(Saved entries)

● ● ● ●

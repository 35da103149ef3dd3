//! Axis-aligned bounding-box tests and the per-pair resolution table.

use crate::entities::{Actor, ActorKind};

#[derive(Clone, Copy, Debug, Default, PartialEq, Eq, Hash)]
pub struct Rect {
    pub x: i32,
    pub y: i32,
    pub w: i32,
    pub h: i32,
}

impl Rect {
    pub const fn new(x: i32, y: i32, w: i32, h: i32) -> Self {
        Self { x, y, w, h }
    }

    pub const fn right(&self) -> i32 {
        self.x + self.w
    }

    pub const fn bottom(&self) -> i32 {
        self.y + self.h
    }

    pub const fn is_empty(&self) -> bool {
        self.w <= 0 || self.h <= 0
    }

    /// Half-open intersection test. Rectangles that only share an edge do
    /// not overlap.
    pub const fn overlaps(&self, other: &Rect) -> bool {
        self.x < other.x + other.w
            && self.x + self.w > other.x
            && self.y < other.y + other.h
            && self.y + self.h > other.y
    }

    /// Clip against another rectangle; `None` when the two do not overlap.
    pub fn intersection(&self, other: &Rect) -> Option<Rect> {
        if !self.overlaps(other) {
            return None;
        }
        let x = self.x.max(other.x);
        let y = self.y.max(other.y);
        let right = self.right().min(other.right());
        let bottom = self.bottom().min(other.bottom());
        Some(Rect::new(x, y, right - x, bottom - y))
    }
}

/// Index of the first active slot (in slot order) whose box overlaps
/// `probe`. Pool order is the tie-break when a projectile touches several
/// targets in one tick.
pub fn first_hit<'a, I>(probe: &Rect, slots: I) -> Option<usize>
where
    I: IntoIterator<Item = &'a Actor>,
{
    first_hit_by(probe, slots, Actor::bounds)
}

/// Like [`first_hit`] for kinds whose box is not `pos + kind.size()`.
pub fn first_hit_by<'a, I, F>(probe: &Rect, slots: I, bounds: F) -> Option<usize>
where
    I: IntoIterator<Item = &'a Actor>,
    F: Fn(&Actor) -> Rect,
{
    slots
        .into_iter()
        .position(|actor| actor.active && bounds(actor).overlaps(probe))
}

// ── Resolution policy ────────────────────────────────────────────────────────

#[derive(Clone, Copy, Debug, PartialEq, Eq)]
pub enum Axis {
    Horizontal,
    Vertical,
}

#[derive(Clone, Copy, Debug, PartialEq, Eq)]
pub enum Resolution {
    /// Obstacle and projectile both deactivated, score credited.
    Destroy { reward: u32 },
    /// Barrier loses one health, projectile deactivated.
    Erode,
    /// Obstacle destroyed and the moving actor bounces off it.
    Bounce { reward: u32, axis: Axis },
    /// Invert one velocity component of the moving actor.
    Reflect(Axis),
    LoseLife,
    RoundOver,
    Ignore,
}

pub const ALIEN_REWARD: u32 = 10;
pub const BRICK_REWARD: u32 = 10;
pub const FOOD_REWARD: u32 = 10;
pub const PIPE_REWARD: u32 = 1;

impl Resolution {
    /// What happens when `mover` overlaps `target`.
    pub const fn for_pair(mover: ActorKind, target: ActorKind) -> Resolution {
        use ActorKind::*;
        match (mover, target) {
            (PlayerBullet, Alien) => Resolution::Destroy {
                reward: ALIEN_REWARD,
            },
            (PlayerBullet, Brick) => Resolution::Destroy {
                reward: BRICK_REWARD,
            },
            (PlayerBullet | AlienBullet, Shield) => Resolution::Erode,
            (AlienBullet, PlayerShip) => Resolution::LoseLife,
            (Ball, Paddle) => Resolution::Reflect(Axis::Vertical),
            (Ball, Brick) => Resolution::Bounce {
                reward: BRICK_REWARD,
                axis: Axis::Vertical,
            },
            (Bird, Pipe) => Resolution::RoundOver,
            (SnakeCell, SnakeCell) => Resolution::RoundOver,
            (SnakeCell, Food) => Resolution::Destroy {
                reward: FOOD_REWARD,
            },
            _ => Resolution::Ignore,
        }
    }
}

/// What a resolved hit leaves for the game to act on.
#[derive(Clone, Copy, Debug, PartialEq, Eq)]
pub enum Outcome {
    Ignored,
    Deflected,
    Eroded,
    Scored(u32),
    LifeLost,
    RoundOver,
}

/// Carry out `resolution` on the two actors. Projectile movers are spent by
/// anything that stops them; other movers (a snake head) keep going.
pub fn apply(
    resolution: Resolution,
    mover: &mut Actor,
    target: &mut Actor,
    score: &mut u32,
) -> Outcome {
    let spend = |mover: &mut Actor| {
        if mover.kind.is_projectile() {
            mover.active = false;
        }
    };
    match resolution {
        Resolution::Destroy { reward } => {
            target.active = false;
            spend(mover);
            *score = score.saturating_add(reward);
            Outcome::Scored(reward)
        }
        Resolution::Erode => {
            erode(target);
            spend(mover);
            Outcome::Eroded
        }
        Resolution::Bounce { reward, axis } => {
            target.active = false;
            reflect(mover, axis);
            *score = score.saturating_add(reward);
            Outcome::Scored(reward)
        }
        Resolution::Reflect(axis) => {
            reflect(mover, axis);
            Outcome::Deflected
        }
        Resolution::LoseLife => {
            spend(mover);
            Outcome::LifeLost
        }
        Resolution::RoundOver => Outcome::RoundOver,
        Resolution::Ignore => Outcome::Ignored,
    }
}

/// Look up and apply the policy for `mover` hitting `target`.
pub fn resolve(mover: &mut Actor, target: &mut Actor, score: &mut u32) -> Outcome {
    apply(Resolution::for_pair(mover.kind, target.kind), mover, target, score)
}

/// Resolve `mover` against the first target (in slot order) it overlaps.
pub fn strike_first(
    mover: &mut Actor,
    targets: &mut [Actor],
    score: &mut u32,
) -> Option<Outcome> {
    let hit = first_hit(&mover.bounds(), targets.iter())?;
    let target = targets.get_mut(hit)?;
    Some(resolve(mover, target, score))
}

/// Take one hit off a barrier; at zero health it goes inactive.
pub fn erode(actor: &mut Actor) {
    actor.health = actor.health.saturating_sub(1);
    if actor.health == 0 {
        actor.active = false;
    }
}

/// Flip one velocity component of `actor`.
pub fn reflect(actor: &mut Actor, axis: Axis) {
    match axis {
        Axis::Horizontal => actor.vel.dx = -actor.vel.dx,
        Axis::Vertical => actor.vel.dy = -actor.vel.dy,
    }
}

● ● ● ●

> **Prompt**:
Exactly as they stand above, write out all the entries again.

> **Reply to the exercise**:
repository 35da103149ef3dd3
//! Axis-aligned bounding-box tests and the per-pair resolution table.

use crate::entities::{Actor, ActorKind};

#[derive(Clone, Copy, Debug, Default, PartialEq, Eq, Hash)]
pub struct Rect {
    pub x: i32,
    pub y: i32,
    pub w: i32,
    pub h: i32,
}

impl Rect {
    pub const fn new(x: i32, y: i32, w: i32, h: i32) -> Self {
        Self { x, y, w, h }
    }

    pub const fn right(&self) -> i32 {
        self.x + self.w
    }

    pub const fn bottom(&self) -> i32 {
        self.y + self.h
    }

    pub const fn is_empty(&self) -> bool {
        self.w <= 0 || self.h <= 0
    }

    /// Half-open intersection test. Rectangles that only share an edge do
    /// not overlap.
    pub const fn overlaps(&self, other: &Rect) -> bool {
        self.x < other.x + other.w
            && self.x + self.w > other.x
            && self.y < other.y + other.h
            && self.y + self.h > other.y
    }

    /// Clip against another rectangle; `None` when the two do not overlap.
    pub fn intersection(&self, other: &Rect) -> Option<Rect> {
        if !self.overlaps(other) {
            return None;
        }
        let x = self.x.max(other.x);
        let y = self.y.max(other.y);
        let right = self.right().min(other.right());
        let bottom = self.bottom().min(other.bottom());
        Some(Rect::new(x, y, right - x, bottom - y))
    }
}

/// Index of the first active slot (in slot order) whose box overlaps
/// `probe`. Pool order is the tie-break when a projectile touches several
/// targets in one tick.
pub fn first_hit<'a, I>(probe: &Rect, slots: I) -> Option<usize>
where
    I: IntoIterator<Item = &'a Actor>,
{
    first_hit_by(probe, slots, Actor::bounds)
}

/// Like [`first_hit`] for kinds whose box is not `pos + kind.size()`.
pub fn first_hit_by<'a, I, F>(probe: &Rect, slots: I, bounds: F) -> Option<usize>
where
    I: IntoIterator<Item = &'a Actor>,
    F: Fn(&Actor) -> Rect,
{
    slots
        .into_iter()
        .position(|actor| actor.active && bounds(actor).overlaps(probe))
}

// ── Resolution policy ────────────────────────────────────────────────────────

#[derive(Clone, Copy, Debug, PartialEq, Eq)]
pub enum Axis {
    Horizontal,
    Vertical,
}

#[derive(Clone, Copy, Debug, PartialEq, Eq)]
pub enum Resolution {
    /// Obstacle and projectile both deactivated, score credited.
    Destroy { reward: u32 },
    /// Barrier loses one health, projectile deactivated.
    Erode,
    /// Obstacle destroyed and the moving actor bounces off it.
    Bounce { reward: u32, axis: Axis },
    /// Invert one velocity component of the moving actor.
    Reflect(Axis),
    LoseLife,
    RoundOver,
    Ignore,
}

pub const ALIEN_REWARD: u32 = 10;
pub const BRICK_REWARD: u32 = 10;
pub const FOOD_REWARD: u32 = 10;
pub const PIPE_REWARD: u32 = 1;

impl Resolution {
    /// What happens when `mover` overlaps `target`.
    pub const fn for_pair(mover: ActorKind, target: ActorKind) -> Resolution {
        use ActorKind::*;
        match (mover, target) {
            (PlayerBullet, Alien) => Resolution::Destroy {
                reward: ALIEN_REWARD,
            },
            (PlayerBullet, Brick) => Resolution::Destroy {
                reward: BRICK_REWARD,
            },
            (PlayerBullet | AlienBullet, Shield) => Resolution::Erode,
            (AlienBullet, PlayerShip) => Resolution::LoseLife,
            (Ball, Paddle) => Resolution::Reflect(Axis::Vertical),
            (Ball, Brick) => Resolution::Bounce {
                reward: BRICK_REWARD,
                axis: Axis::Vertical,
            },
            (Bird, Pipe) => Resolution::RoundOver,
            (SnakeCell, SnakeCell) => Resolution::RoundOver,
            (SnakeCell, Food) => Resolution::Destroy {
                reward: FOOD_REWARD,
            },
            _ => Resolution::Ignore,
        }
    }
}

/// What a resolved hit leaves for the game to act on.
#[derive(Clone, Copy, Debug, PartialEq, Eq)]
pub enum Outcome {
    Ignored,
    Deflected,
    Eroded,
    Scored(u32),
    LifeLost,
    RoundOver,
}

/// Carry out `resolution` on the two actors. Projectile movers are spent by
/// anything that stops them; other movers (a snake head) keep going.
pub fn apply(
    resolution: Resolution,
    mover: &mut Actor,
    target: &mut Actor,
    score: &mut u32,
) -> Outcome {
    let spend = |mover: &mut Actor| {
        if mover.kind.is_projectile() {
            mover.active = false;
        }
    };
    match resolution {
        Resolution::Destroy { reward } => {
            target.active = false;
            spend(mover);
            *score = score.saturating_add(reward);
            Outcome::Scored(reward)
        }
        Resolution::Erode => {
            erode(target);
            spend(mover);
            Outcome::Eroded
        }
        Resolution::Bounce { reward, axis } => {
            target.active = false;
            reflect(mover, axis);
            *score = score.saturating_add(reward);
            Outcome::Scored(reward)
        }
        Resolution::Reflect(axis) => {
            reflect(mover, axis);
            Outcome::Deflected
        }
        Resolution::LoseLife => {
            spend(mover);
            Outcome::LifeLost
        }
        Resolution::RoundOver => Outcome::RoundOver,
        Resolution::Ignore => Outcome::Ignored,
    }
}

/// Look up and apply the policy for `mover` hitting `target`.
pub fn resolve(mover: &mut Actor, target: &mut Actor, score: &mut u32) -> Outcome {
    apply(Resolution::for_pair(mover.kind, target.kind), mover, target, score)
}

/// Resolve `mover` against the first target (in slot order) it overlaps.
pub fn strike_first(
    mover: &mut Actor,
    targets: &mut [Actor],
    score: &mut u32,
) -> Option<Outcome> {
    let hit = first_hit(&mover.bounds(), targets.iter())?;
    let target = targets.get_mut(hit)?;
    Some(resolve(mover, target, score))
}

/// Take one hit off a barrier; at zero health it goes inactive.
pub fn erode(actor: &mut Actor) {
    actor.health = actor.health.saturating_sub(1);
    if actor.health == 0 {
        actor.active = false;
    }
}

/// Flip one velocity component of `actor`.
pub fn reflect(actor: &mut Actor, axis: Axis) {
    match axis {
        Axis::Horizontal => actor.vel.dx = -actor.vel.dx,
        Axis::Vertical => actor.vel.dy = -actor.vel.dy,
    }
}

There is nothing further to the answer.